Creating vaccines and getting federal approval are only the first hurdles which are followed by finding ways to transport the highly-perishable vaccines to millions of Americans.

“It’s going to be a massive logistics operation on a scale the world has never seen and the United States has never seen,” said Anna Nagurney, Professor of Operations Management at the University of Massachusetts Amherst. “It’s going to involve our fantastic freight service providers, UPS, FedEx and the various airlines to get these very valuable products from where they are manufactured, finished and filled to points of demand where they are going to be administered into the population.”

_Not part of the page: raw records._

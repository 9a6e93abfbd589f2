//! etask-sync: the backend collaborator and the optimistic update protocol
//! that keeps a local task view in step with it.

pub mod backend;
pub mod error;
pub mod http;
pub mod memory;
pub mod mutation;
pub mod session;

pub use backend::{NewTask, TaskBackend, TaskPatch, TaskQuery};
pub use error::{BackendError, SyncError};
pub use http::HttpBackend;
pub use memory::{MemoryBackend, Operation};
pub use mutation::{MutationState, TaskMutation};
pub use session::{MutationReport, Mutator, Notice, Outcome, TaskSession, TaskView};
use anyhow::{Context, Result};
use etask_core::Task;
use std::fs;
use std::path::{Path, PathBuf};

/// `$ETASK_HOME`, or `~/.etask`.
pub fn etask_home() -> Result<PathBuf> {
    if let Ok(dir) = std::env::var("ETASK_HOME") {
        return Ok(PathBuf::from(dir));
    }
    let home = std::env::var("HOME").context("HOME is not set")?;
    Ok(PathBuf::from(home).join(".etask"))
}

pub fn ensure_etask_home() -> Result<PathBuf> {
    let dir = etask_home()?;
    fs::create_dir_all(&dir).with_context(|| format!("create {}", dir.display()))?;
    Ok(dir)
}

/// Read a JSON array of tasks in the backend's wire shape.
pub fn read_snapshot(path: &Path) -> Result<Vec<Task>> {
    if !path.exists() {
        return Ok(Vec::new());
    }
    let s = fs::read_to_string(path).with_context(|| format!("read {}", path.display()))?;
    serde_json::from_str(&s).with_context(|| format!("parse {}", path.display()))
}

pub fn write_snapshot(path: &Path, tasks: &[Task]) -> Result<()> {
    let json = serde_json::to_string_pretty(tasks).context("serialize snapshot")?;
    fs::write(path, json).with_context(|| format!("write {}", path.display()))?;
    Ok(())
}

“There is a lot happening right now in terms of airlines. Many of the airplanes have been ‘mothballed.’ I think it is going to be really important for the cargo of the vaccines to use a lot of the passenger planes,” Nagurney added.

With some vaccine production happening in colder parts of the country, winter weather could be a factor in shipping and distribution issues.

“It’s something people aren’t really talking about, but those of us who work in supply chain disruption management are envisioning all these different scenarios that we’ve got to be prepared for,” Nagurney said. “Getting the supplies to where we need them and doing it really well so that they are not stuck on the tarmac someplace… we need to make sure that we are really wasting as little of these [vaccines] as possible.”

Planning must be multi-layered between the manufacturers of all the components needed to administer the vaccines; including glass vials, syringes and needles.

“You have to make sure that the various components are also online and done in a timely manner. You can have vaccines arriving, but if you can’t inject them, they are absolutely useless,” Nagurney said.

“I think we can do it. I’m very very optimistic. We’ve got the expertise. I’m positive,” Nagurney added.